The Dual Nondestructive Amplification Strategy Realizes the Ultrasensitive Detection of Soluble TRAIL in Human Plasma

Soluble tumor necrosis factor-related apoptosis-inducing ligand (sTRAIL) serves as a pivotal biomarker for the diagnosis and prognostic stratification of cancer, autoimmune disorders, and cardiovascular diseases. However, current plasma sTRAIL detection is constrained by the suboptimal sensitivity of commercial ELISA kits and excessive testing costs, impeding its clinical translation.

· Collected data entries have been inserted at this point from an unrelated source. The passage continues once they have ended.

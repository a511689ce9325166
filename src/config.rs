//! Service Configuration
//!
//! Where the remote todo service lives and how much of it the list shows.

/// Public demo API used when no override is compiled in
pub const DEFAULT_BASE_URL: &str = "https://jsonplaceholder.typicode.com";

/// Number of items the list page keeps from the initial fetch
pub const DEFAULT_LIST_LIMIT: usize = 20;

#[derive(Debug, Clone, PartialEq, Eq)]
pub struct ServiceConfig {
    pub base_url: String,
    pub list_limit: usize,
}

impl ServiceConfig {
    pub fn new(base_url: impl Into<String>) -> Self {
        let base_url: String = base_url.into();
        Self {
            base_url: base_url.trim_end_matches('/').to_string(),
            list_limit: DEFAULT_LIST_LIMIT,
        }
    }

    /// Build-time config; `TODO_API_BASE_URL` overrides the base URL
    pub fn from_build_env() -> Self {
        Self::new(option_env!("TODO_API_BASE_URL").unwrap_or(DEFAULT_BASE_URL))
    }

    pub fn todos_url(&self) -> String {
        format!("{}/todos", self.base_url)
    }

    pub fn todo_url(&self, id: i64) -> String {
        format!("{}/todos/{}", self.base_url, id)
    }
}

impl Default for ServiceConfig {
    fn default() -> Self {
        Self::new(DEFAULT_BASE_URL)
    }
}
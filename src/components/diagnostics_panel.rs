//! Diagnostics Panel Component
//!
//! Collapsible view of the most recent log lines kept by the rolling logger.

use leptos::prelude::*;

use crate::context::use_log_history;

#[component]
pub fn DiagnosticsPanel() -> impl IntoView {
    let Some(history) = use_log_history() else {
        return ().into_any();
    };
    let (lines, set_lines) = signal(history.lines());

    view! {
        <details class="diagnostics">
            <summary>"Diagnostics"</summary>
            <div class="diagnostics-actions">
                <button on:click=move |_| set_lines.set(history.lines())>"Refresh"</button>
                <button
                    on:click=move |_| {
                        history.clear();
                        set_lines.set(Vec::new());
                    }
                >
                    "Clear"
                </button>
            </div>
            <Show
                when=move || !lines.with(Vec::is_empty)
                fallback=|| view! { <p class="diagnostics-empty">"No log lines."</p> }
            >
                <pre class="diagnostics-log">{move || lines.get().join("\n")}</pre>
            </Show>
        </details>
    }
    .into_any()
}
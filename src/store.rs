//! List Page State Store
//!
//! Uses Leptos reactive_stores for fine-grained reactivity. All mutations go
//! through `TodoListState::apply` so the reconciliation rules stay testable
//! without a reactive runtime.

use leptos::prelude::*;
use reactive_stores::Store;

use crate::models::{FieldUpdate, TodoDraft, TodoItem};

/// List page state with field-level reactivity
#[derive(Clone, Debug, Default, Store)]
pub struct TodoListState {
    /// Items in display order, as received
    pub items: Vec<TodoItem>,
    /// Whether the inline create form is shown
    pub draft_visible: bool,
    /// Unsaved create payload
    pub draft: TodoDraft,
}

/// State transitions of the list page
#[derive(Debug, Clone, PartialEq)]
pub enum ListEvent {
    /// Replace the collection with an already truncated fetch result
    Loaded(Vec<TodoItem>),
    /// Server confirmed deletion of the row at `index`
    Deleted { index: usize, id: i64 },
    /// Server returned the created item
    Created(TodoItem),
    BeginCreate,
    CancelCreate,
    DraftChanged(FieldUpdate),
}

impl TodoListState {
    /// Remove exactly one entry with `id`.
    ///
    /// The demo service hands every created item the same id, so the clicked
    /// row is preferred; if the list shifted meanwhile the first match goes.
    fn remove_row(&mut self, index: usize, id: i64) {
        let position = match self.items.get(index) {
            Some(item) if item.id == id => Some(index),
            _ => self.items.iter().position(|item| item.id == id),
        };
        if let Some(position) = position {
            self.items.remove(position);
        }
    }

    pub fn apply(&mut self, event: ListEvent) {
        match event {
            ListEvent::Loaded(items) => self.items = items,
            ListEvent::Deleted { index, id } => self.remove_row(index, id),
            ListEvent::Created(item) => {
                self.items.push(item);
                self.draft_visible = false;
                self.draft.clear();
            }
            ListEvent::BeginCreate => {
                self.draft_visible = true;
                self.draft.clear();
            }
            ListEvent::CancelCreate => {
                self.draft_visible = false;
                self.draft.clear();
            }
            ListEvent::DraftChanged(update) => self.draft.apply(update),
        }
    }
}

/// Type alias for the store
pub type TodoListStore = Store<TodoListState>;

/// Fresh store owned by the calling page
pub fn new_list_store() -> TodoListStore {
    Store::new(TodoListState::default())
}

// ========================
// Store Helper Functions
// ========================

/// Apply an event to the store
pub fn store_apply(store: &TodoListStore, event: ListEvent) {
    store.update(|state| state.apply(event));
}

pub fn store_items(store: &TodoListStore) -> Vec<TodoItem> {
    store.items().get()
}

pub fn store_draft(store: &TodoListStore) -> TodoDraft {
    store.draft().get()
}

/// Current draft without subscribing, for event handlers
pub fn store_draft_snapshot(store: &TodoListStore) -> TodoDraft {
    store.draft().get_untracked()
}

pub fn store_draft_visible(store: &TodoListStore) -> bool {
    store.draft_visible().get()
}

#[cfg(test)]
mod tests {
    use super::*;
    use crate::api::testing::make_item;

    fn loaded(count: i64) -> TodoListState {
        let mut state = TodoListState::default();
        state.apply(ListEvent::Loaded((1..=count).map(|id| make_item(id, 1, "t")).collect()));
        state
    }

    #[test]
    fn test_delete_removes_only_matching_id() {
        let mut state = loaded(5);
        state.apply(ListEvent::Deleted { index: 2, id: 3 });

        let ids: Vec<i64> = state.items.iter().map(|item| item.id).collect();
        assert_eq!(ids, vec![1, 2, 4, 5]);
    }

    #[test]
    fn test_delete_unknown_id_is_noop() {
        let mut state = loaded(3);
        state.apply(ListEvent::Deleted { index: 0, id: 99 });
        assert_eq!(state.items.len(), 3);
    }

    #[test]
    fn test_delete_duplicate_id_removes_clicked_row_only() {
        let mut state = loaded(1);
        state.apply(ListEvent::Created(make_item(201, 7, "first")));
        state.apply(ListEvent::Created(make_item(201, 7, "second")));

        state.apply(ListEvent::Deleted { index: 2, id: 201 });
        let titles: Vec<&str> = state.items.iter().map(|item| item.title.as_str()).collect();
        assert_eq!(titles, vec!["t", "first"]);
    }

    #[test]
    fn test_delete_stale_index_falls_back_to_first_match() {
        let mut state = loaded(4);
        state.apply(ListEvent::Deleted { index: 3, id: 2 });

        let ids: Vec<i64> = state.items.iter().map(|item| item.id).collect();
        assert_eq!(ids, vec![1, 3, 4]);
    }

    #[test]
    fn test_created_item_appended_and_draft_reset() {
        let mut state = loaded(2);
        state.apply(ListEvent::BeginCreate);
        state.apply(ListEvent::DraftChanged(FieldUpdate::Title("x".into())));
        state.apply(ListEvent::Created(make_item(201, 7, "x")));

        assert_eq!(state.items.last().map(|item| item.id), Some(201));
        assert!(!state.draft_visible);
        assert_eq!(state.draft, TodoDraft::default());
    }

    #[test]
    fn test_cancel_then_begin_starts_empty() {
        let mut state = TodoListState::default();
        state.apply(ListEvent::BeginCreate);
        state.apply(ListEvent::DraftChanged(FieldUpdate::UserId(Some(3))));
        state.apply(ListEvent::CancelCreate);
        assert!(!state.draft_visible);

        state.apply(ListEvent::BeginCreate);
        assert!(state.draft_visible);
        assert_eq!(state.draft, TodoDraft::default());
    }

    #[test]
    fn test_loaded_replaces_collection() {
        let mut state = loaded(4);
        state.apply(ListEvent::Loaded(vec![make_item(9, 2, "only")]));
        assert_eq!(state.items, vec![make_item(9, 2, "only")]);
    }
}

To address these limitations, the anti-sTRAIL nanobody (Nb93) was nondestructively displayed on the M13 phage minor capsid protein pIII, while the phage major capsid protein pVIII (about 2700 copies/phage) was used as the scaffold to combine with a large number of HRP-conjugated anti-M13 antibodies to achieve two-stage signal amplification and improve the detection sensitivity. For cost reduction, the conventional PEG/NaCl phage enrichment step was eliminated; instead, the phage amplification culture supernatant was directly used for detection. This modification not only reduced the use of reagents but also saved time and labor costs. Under optimal conditions, the developed sandwich ELISA (with mAb5B3 as the capture antibody and phage-displayed Nb93 as the detector) exhibited a broad quantitative range of 3.91-250 pg/mL and high specificity for human sTRAIL. The recovery rates of sTRAIL in spiked plasma samples ranged from 91.82 to 107.48%. Clinical testing of 6 myocardial infarction patients revealed a significant reduction in sTRAIL levels after reperfusion, indicating a poor prognosis. This work provides a sensitive and cost-effective analytical tool for sTRAIL detection and a generalizable amplification strategy for immunoassays targeting low-abundance disease biomarkers.